---------- Given data

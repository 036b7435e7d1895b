//! Audio domain: sound request messages.

use bevy::ecs::message::Message;

/// Request sent to the audio manager
#[derive(Debug, Clone, PartialEq, Eq)]
pub enum SoundCommand {
    Play { name: String },
    Stop { name: String },
}

impl SoundCommand {
    pub fn play(name: impl Into<String>) -> Self {
        SoundCommand::Play { name: name.into() }
    }

    pub fn stop(name: impl Into<String>) -> Self {
        SoundCommand::Stop { name: name.into() }
    }
}

impl Message for SoundCommand {}
//! Core domain: session settings and restart bookkeeping.

use bevy::prelude::*;
use serde::{Deserialize, Serialize};
use std::time::Duration;

/// How the game manager reacts to a game over.
#[derive(Resource, Debug, Clone, PartialEq, Deserialize, Serialize)]
#[serde(default)]
pub struct SessionSettings {
    /// Seconds between a game over and the level reset
    pub restart_delay_secs: f32,
}

impl Default for SessionSettings {
    fn default() -> Self {
        Self {
            restart_delay_secs: 1.0,
        }
    }
}

/// Camera and presentation settings.
#[derive(Resource, Debug, Clone, PartialEq, Deserialize, Serialize)]
#[serde(default)]
pub struct DisplaySettings {
    /// Screen pixels per world unit
    pub pixels_per_unit: f32,
}

impl Default for DisplaySettings {
    fn default() -> Self {
        Self {
            pixels_per_unit: 32.0,
        }
    }
}

impl DisplaySettings {
    /// Orthographic projection scale that maps one world unit to
    /// `pixels_per_unit` pixels.
    pub fn projection_scale(&self) -> f32 {
        if self.pixels_per_unit > 0.0 {
            1.0 / self.pixels_per_unit
        } else {
            1.0
        }
    }
}

/// Pending level reset after a game over.
///
/// Only one countdown runs at a time; game-over requests that arrive while
/// it is armed are dropped.
#[derive(Resource, Debug, Default)]
pub struct RestartCountdown {
    timer: Option<Timer>,
}

impl RestartCountdown {
    /// Arm the countdown. Returns false if it was already running.
    pub fn arm(&mut self, delay_secs: f32) -> bool {
        if self.timer.is_some() {
            return false;
        }
        self.timer = Some(Timer::from_seconds(delay_secs.max(0.0), TimerMode::Once));
        true
    }

    pub fn is_armed(&self) -> bool {
        self.timer.is_some()
    }

    /// Advance the countdown, returning true on the tick it expires.
    pub fn tick(&mut self, delta: Duration) -> bool {
        let Some(timer) = self.timer.as_mut() else {
            return false;
        };
        timer.tick(delta);
        timer.just_finished()
    }

    pub fn clear(&mut self) {
        self.timer = None;
    }
}
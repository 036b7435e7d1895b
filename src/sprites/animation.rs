//! Animation parameters and clip playback.
//!
//! The [`Animator`] exposes a small parameter surface (named integers and
//! one-shot triggers) and resolves the clip to play from it each frame.

use bevy::prelude::*;
use std::collections::{HashMap, HashSet};

use crate::movement::{AnimationSink, DEATH_TRIGGER, MOVE_STATE_PARAM, MoveState};

/// Clips available to the player sprite.
#[derive(Debug, Clone, Copy, PartialEq, Eq, Hash, Default)]
pub enum AnimationClip {
    #[default]
    Idle,
    Run,
    Jump,
    Fall,
    Death,
}

/// Playback data for one clip.
#[derive(Debug, Clone, Copy, PartialEq)]
pub struct ClipDef {
    /// Atlas index of the clip's first frame.
    pub first_index: usize,
    pub frames: usize,
    /// Seconds per frame.
    pub frame_duration: f32,
    pub looping: bool,
}

impl AnimationClip {
    pub fn def(self) -> ClipDef {
        match self {
            AnimationClip::Idle => ClipDef {
                first_index: 0,
                frames: 11,
                frame_duration: 0.05,
                looping: true,
            },
            AnimationClip::Run => ClipDef {
                first_index: 11,
                frames: 12,
                frame_duration: 0.05,
                looping: true,
            },
            AnimationClip::Jump => ClipDef {
                first_index: 23,
                frames: 1,
                frame_duration: 0.1,
                looping: true,
            },
            AnimationClip::Fall => ClipDef {
                first_index: 24,
                frames: 1,
                frame_duration: 0.1,
                looping: true,
            },
            AnimationClip::Death => ClipDef {
                first_index: 25,
                frames: 7,
                frame_duration: 0.08,
                looping: false,
            },
        }
    }

    pub fn for_move_state(state: MoveState) -> Self {
        match state {
            MoveState::Idle => AnimationClip::Idle,
            MoveState::Running => AnimationClip::Run,
            MoveState::Jumping => AnimationClip::Jump,
            MoveState::Falling => AnimationClip::Fall,
        }
    }
}

/// Component for parameter-driven animation playback.
#[derive(Component, Debug, Default)]
pub struct Animator {
    integers: HashMap<String, i32>,
    triggers: HashSet<String>,
    clip: AnimationClip,
    current_frame: usize,
    frame_timer: f32,
    finished: bool,
}

impl Animator {
    pub fn integer(&self, name: &str) -> Option<i32> {
        self.integers.get(name).copied()
    }

    pub fn is_trigger_pending(&self, name: &str) -> bool {
        self.triggers.contains(name)
    }

    pub fn clip(&self) -> AnimationClip {
        self.clip
    }

    pub fn current_frame(&self) -> usize {
        self.current_frame
    }

    pub fn is_finished(&self) -> bool {
        self.finished
    }

    /// Atlas index of the frame currently shown.
    pub fn atlas_index(&self) -> usize {
        self.clip.def().first_index + self.current_frame
    }

    /// Consume pending triggers and pick the clip for this frame.
    ///
    /// Death is terminal: once entered no parameter leaves it.
    pub fn resolve_clip(&mut self) {
        let next = if self.clip == AnimationClip::Death || self.triggers.remove(DEATH_TRIGGER) {
            AnimationClip::Death
        } else {
            self.integer(MOVE_STATE_PARAM)
                .and_then(MoveState::from_param)
                .map(AnimationClip::for_move_state)
                .unwrap_or_default()
        };
        self.triggers.clear();
        self.play(next);
    }

    /// Switch clip, restarting playback if it changed.
    pub fn play(&mut self, clip: AnimationClip) {
        if self.clip != clip {
            self.clip = clip;
            self.current_frame = 0;
            self.frame_timer = 0.0;
            self.finished = false;
        }
    }

    /// Advance playback by `delta` seconds. Returns true if the frame changed.
    pub fn advance(&mut self, delta: f32) -> bool {
        if self.finished {
            return false;
        }

        let def = self.clip.def();
        let previous = self.current_frame;
        self.frame_timer += delta;

        while self.frame_timer >= def.frame_duration && !self.finished {
            self.frame_timer -= def.frame_duration;
            self.current_frame += 1;

            if self.current_frame >= def.frames {
                if def.looping {
                    self.current_frame = 0;
                } else {
                    self.current_frame = def.frames - 1;
                    self.finished = true;
                }
            }
        }

        self.current_frame != previous
    }
}

impl AnimationSink for Animator {
    fn set_integer(&mut self, name: &str, value: i32) {
        self.integers.insert(name.to_string(), value);
    }

    fn set_trigger(&mut self, name: &str) {
        self.triggers.insert(name.to_string());
    }
}

/// System that resolves clips and advances frames, pushing the frame into the
/// sprite's atlas when it has one.
pub fn update_animators(time: Res<Time>, mut query: Query<(&mut Animator, &mut Sprite)>) {
    for (mut animator, mut sprite) in &mut query {
        let previous_clip = animator.clip();
        animator.resolve_clip();
        if animator.clip() != previous_clip {
            debug!("Animation clip {:?} -> {:?}", previous_clip, animator.clip());
        }
        animator.advance(time.delta_secs());

        if let Some(atlas) = sprite.texture_atlas.as_mut() {
            atlas.index = animator.atlas_index();
        }
    }
}

#[cfg(test)]
mod tests {
    use super::*;

    #[test]
    fn test_move_state_param_selects_clip() {
        let mut animator = Animator::default();
        animator.set_integer(MOVE_STATE_PARAM, MoveState::Running.as_param());
        animator.resolve_clip();
        assert_eq!(animator.clip(), AnimationClip::Run);

        animator.set_integer(MOVE_STATE_PARAM, MoveState::Falling.as_param());
        animator.resolve_clip();
        assert_eq!(animator.clip(), AnimationClip::Fall);
    }

    #[test]
    fn test_unknown_param_falls_back_to_idle() {
        let mut animator = Animator::default();
        animator.set_integer(MOVE_STATE_PARAM, 42);
        animator.resolve_clip();
        assert_eq!(animator.clip(), AnimationClip::Idle);
    }

    #[test]
    fn test_death_trigger_is_terminal() {
        let mut animator = Animator::default();
        animator.set_trigger(DEATH_TRIGGER);
        animator.resolve_clip();
        assert_eq!(animator.clip(), AnimationClip::Death);
        assert!(!animator.is_trigger_pending(DEATH_TRIGGER));

        animator.set_integer(MOVE_STATE_PARAM, MoveState::Running.as_param());
        animator.resolve_clip();
        assert_eq!(animator.clip(), AnimationClip::Death);
    }

    #[test]
    fn test_looping_clip_wraps() {
        let mut animator = Animator::default();
        animator.play(AnimationClip::Run);
        let def = AnimationClip::Run.def();

        for _ in 0..def.frames {
            animator.advance(def.frame_duration);
        }
        assert_eq!(animator.current_frame(), 0);
        assert!(!animator.is_finished());
    }

    #[test]
    fn test_death_clip_holds_last_frame() {
        let mut animator = Animator::default();
        animator.play(AnimationClip::Death);
        let def = AnimationClip::Death.def();

        animator.advance(def.frame_duration * (def.frames as f32 + 3.0));
        assert!(animator.is_finished());
        assert_eq!(animator.current_frame(), def.frames - 1);
        assert_eq!(animator.atlas_index(), def.first_index + def.frames - 1);
        assert!(!animator.advance(1.0));
    }

    #[test]
    fn test_clip_change_restarts_playback() {
        let mut animator = Animator::default();
        animator.play(AnimationClip::Run);
        animator.advance(AnimationClip::Run.def().frame_duration * 3.0);
        assert!(animator.current_frame() > 0);

        animator.play(AnimationClip::Idle);
        assert_eq!(animator.current_frame(), 0);
        assert_eq!(animator.atlas_index(), AnimationClip::Idle.def().first_index);
    }
}
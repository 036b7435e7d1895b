//! Movement domain: tuning and input resources.

use avian2d::prelude::*;
use bevy::prelude::*;
use serde::{Deserialize, Serialize};

use crate::movement::GameLayer;

/// Author-time tunables for the player controller.
///
/// Loaded once from `assets/config/game.ron` and copied into every
/// [`PlayerController`](crate::movement::PlayerController) at spawn, so a
/// running actor never sees later changes.
#[derive(Resource, Debug, Clone, PartialEq, Deserialize, Serialize)]
#[serde(default)]
pub struct MovementTuning {
    /// Upward velocity applied on a grounded jump
    pub jump_force: f32,
    /// Multiplier from horizontal input to horizontal velocity
    pub move_speed: f32,
    /// How far below the collider the ground box cast reaches
    pub ground_cast_distance: f32,
    /// Vertical speed that must be exceeded before jumping/falling wins
    pub vertical_deadzone: f32,
    /// Layers the ground cast is allowed to hit
    pub ground_layers: Vec<GameLayer>,
}

impl Default for MovementTuning {
    fn default() -> Self {
        Self {
            jump_force: 8.0,
            move_speed: 5.0,
            ground_cast_distance: 0.1,
            vertical_deadzone: 0.01,
            ground_layers: vec![GameLayer::Ground],
        }
    }
}

impl MovementTuning {
    /// Combined layer mask for the ground cast filter.
    pub fn ground_mask(&self) -> LayerMask {
        LayerMask(
            self.ground_layers
                .iter()
                .fold(0, |bits, layer| bits | layer.to_bits()),
        )
    }

    /// Replace out-of-range values with defaults, returning the names of the
    /// fields that were rejected.
    pub fn sanitize(&mut self) -> Vec<&'static str> {
        let defaults = Self::default();
        let mut rejected = Vec::new();

        let mut check = |value: &mut f32, default: f32, name: &'static str| {
            if !value.is_finite() || *value < 0.0 {
                *value = default;
                rejected.push(name);
            }
        };

        check(&mut self.jump_force, defaults.jump_force, "jump_force");
        check(&mut self.move_speed, defaults.move_speed, "move_speed");
        check(
            &mut self.ground_cast_distance,
            defaults.ground_cast_distance,
            "ground_cast_distance",
        );
        check(
            &mut self.vertical_deadzone,
            defaults.vertical_deadzone,
            "vertical_deadzone",
        );

        if self.ground_layers.is_empty() {
            self.ground_layers = defaults.ground_layers;
            rejected.push("ground_layers");
        }

        rejected
    }
}

/// Input snapshot for the current frame.
#[derive(Resource, Debug, Default, Clone, Copy, PartialEq)]
pub struct MovementInput {
    /// Raw horizontal axis: -1, 0 or 1
    pub horizontal: f32,
    /// True only on the frame the jump button went down
    pub jump_pressed: bool,
}
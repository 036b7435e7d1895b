//! Movement domain: engine-agnostic player controller.
//!
//! The controller never touches ECS types directly. Every collaborator is a
//! small capability trait, implemented by the bevy adapters in
//! [`super::systems`] and by recording doubles in the tests.

use bevy::prelude::*;

use crate::movement::{ColliderTag, Facing, MoveState, MovementTuning};

/// Integer animator parameter carrying [`MoveState`].
pub const MOVE_STATE_PARAM: &str = "moveState";
/// Animator trigger fired once on death.
pub const DEATH_TRIGGER: &str = "Death";

pub const JUMP_SOUND: &str = "PlayerJump";
pub const DEATH_SOUND: &str = "PlayerDeath";
pub const THEME_SOUND: &str = "MainTheme";

/// Simulation mode of the physics body.
#[derive(Debug, Clone, Copy, PartialEq, Eq, Default)]
pub enum BodyMode {
    #[default]
    Dynamic,
    Static,
}

/// A physics body whose velocity and mode the controller may drive.
pub trait MovableBody {
    fn velocity(&self) -> Vec2;
    fn set_velocity(&mut self, velocity: Vec2);
    fn mode(&self) -> BodyMode;
    fn set_mode(&mut self, mode: BodyMode);
}

/// Answers whether the body is standing on ground right now.
pub trait GroundProbe {
    fn is_grounded(&self) -> bool;
}

/// Parameter surface of an animation graph.
pub trait AnimationSink {
    fn set_integer(&mut self, name: &str, value: i32);
    fn set_trigger(&mut self, name: &str);
}

/// Anything that can mirror the rendered sprite on X.
pub trait FacingSink {
    fn set_mirrored(&mut self, mirrored: bool);
}

/// Fire-and-forget sound requests.
pub trait SoundRequests {
    fn play_sound(&mut self, name: &str);
    fn stop_sound(&mut self, name: &str);
}

/// Run-level control owned by the game manager.
pub trait GameSession {
    fn game_over(&mut self);
}

/// Input snapshot for one controller step.
#[derive(Debug, Clone, Copy, Default, PartialEq)]
pub struct FrameInput {
    pub horizontal: f32,
    pub jump_pressed: bool,
}

/// What the movement step did this frame.
#[derive(Debug, Clone, Copy, PartialEq, Eq)]
pub enum MovementOutcome {
    /// Body is static; nothing was written
    Frozen,
    Moved,
    Jumped,
}

/// Classify from horizontal input alone.
///
/// Returns the facing to apply, if any. Zero (and NaN) input keeps the
/// previous facing.
pub fn classify_by_input(horizontal: f32) -> (MoveState, Option<Facing>) {
    match horizontal {
        x if x > 0.0 => (MoveState::Running, Some(Facing::Right)),
        x if x < 0.0 => (MoveState::Running, Some(Facing::Left)),
        _ => (MoveState::Idle, None),
    }
}

/// Let vertical motion override the input classification.
///
/// The deadzone is exclusive: a speed of exactly `deadzone` does not count.
pub fn classify_by_vertical(state: MoveState, vertical_velocity: f32, deadzone: f32) -> MoveState {
    if vertical_velocity > deadzone {
        MoveState::Jumping
    } else if vertical_velocity < -deadzone {
        MoveState::Falling
    } else {
        state
    }
}

/// Per-actor controller state.
#[derive(Component, Debug, Clone)]
pub struct PlayerController {
    tuning: MovementTuning,
    horizontal_input: f32,
    has_died: bool,
}

impl PlayerController {
    pub fn new(tuning: MovementTuning) -> Self {
        Self {
            tuning,
            horizontal_input: 0.0,
            has_died: false,
        }
    }

    pub fn tuning(&self) -> &MovementTuning {
        &self.tuning
    }

    /// Last horizontal input accepted while the body was dynamic.
    pub fn horizontal_input(&self) -> f32 {
        self.horizontal_input
    }

    pub fn has_died(&self) -> bool {
        self.has_died
    }

    pub fn step_movement(
        &mut self,
        input: FrameInput,
        body: &mut impl MovableBody,
        ground: &impl GroundProbe,
        sounds: &mut impl SoundRequests,
    ) -> MovementOutcome {
        if body.mode() == BodyMode::Static {
            return MovementOutcome::Frozen;
        }

        self.horizontal_input = input.horizontal;
        let velocity = body.velocity();
        body.set_velocity(Vec2::new(
            self.horizontal_input * self.tuning.move_speed,
            velocity.y,
        ));

        // Grounded is only probed when a jump was actually requested
        if input.jump_pressed && ground.is_grounded() {
            let velocity = body.velocity();
            body.set_velocity(Vec2::new(velocity.x, self.tuning.jump_force));
            sounds.play_sound(JUMP_SOUND);
            return MovementOutcome::Jumped;
        }

        MovementOutcome::Moved
    }

    /// Classify the frame and write it to the animator.
    ///
    /// Runs after [`Self::step_movement`], so `vertical_velocity` already
    /// includes this frame's jump.
    pub fn step_animation(
        &self,
        vertical_velocity: f32,
        animator: &mut impl AnimationSink,
        facing: &mut impl FacingSink,
    ) -> MoveState {
        let (by_input, new_facing) = classify_by_input(self.horizontal_input);
        if let Some(new_facing) = new_facing {
            facing.set_mirrored(new_facing.is_mirrored());
        }

        let state =
            classify_by_vertical(by_input, vertical_velocity, self.tuning.vertical_deadzone);
        animator.set_integer(MOVE_STATE_PARAM, state.as_param());
        state
    }

    /// Handle the start of a trigger overlap with a collider tagged `other`.
    ///
    /// Returns true when this overlap killed the player. Later overlaps in
    /// the same life are ignored.
    pub fn on_trigger_enter(
        &mut self,
        other: ColliderTag,
        animator: &mut impl AnimationSink,
        body: &mut impl MovableBody,
        sounds: &mut impl SoundRequests,
        session: &mut impl GameSession,
    ) -> bool {
        if !other.is_trap() || self.has_died {
            return false;
        }
        self.has_died = true;

        animator.set_trigger(DEATH_TRIGGER);
        sounds.play_sound(DEATH_SOUND);
        sounds.stop_sound(THEME_SOUND);
        body.set_mode(BodyMode::Static);
        session.game_over();

        info!("Player hit a trap");
        true
    }
}
mod audio;
mod config;
mod core;
#[cfg(feature = "dev-tools")]
mod debug;
mod levels;
mod movement;
mod sprites;

use avian2d::prelude::*;
use bevy::prelude::*;

fn main() {
    App::new()
        .add_plugins(DefaultPlugins.set(WindowPlugin {
            primary_window: Some(Window {
                title: "Pixel Adventure".to_string(),
                resolution: (1280, 720).into(),
                resizable: true,
                ..default()
            }),
            ..default()
        }))
        .add_plugins(PhysicsPlugins::default())
        .add_plugins((
            config::ConfigPlugin,
            core::CorePlugin,
            audio::SoundPlugin,
            sprites::SpritesPlugin,
            levels::LevelsPlugin,
            movement::MovementPlugin,
        ))
        .add_plugins(dev_plugins)
        .run();
}

#[cfg(feature = "dev-tools")]
fn dev_plugins(app: &mut App) {
    app.add_plugins(debug::DebugPlugin);
}

#[cfg(not(feature = "dev-tools"))]
fn dev_plugins(_app: &mut App) {}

--------------------

→ **Exercise**:
Report back every line of the entries in which "resolves" occurs.

→ **Task result**:
//! one-shot triggers) and resolves the clip to play from it each frame.
/// System that resolves clips and advances frames, pushing the frame into the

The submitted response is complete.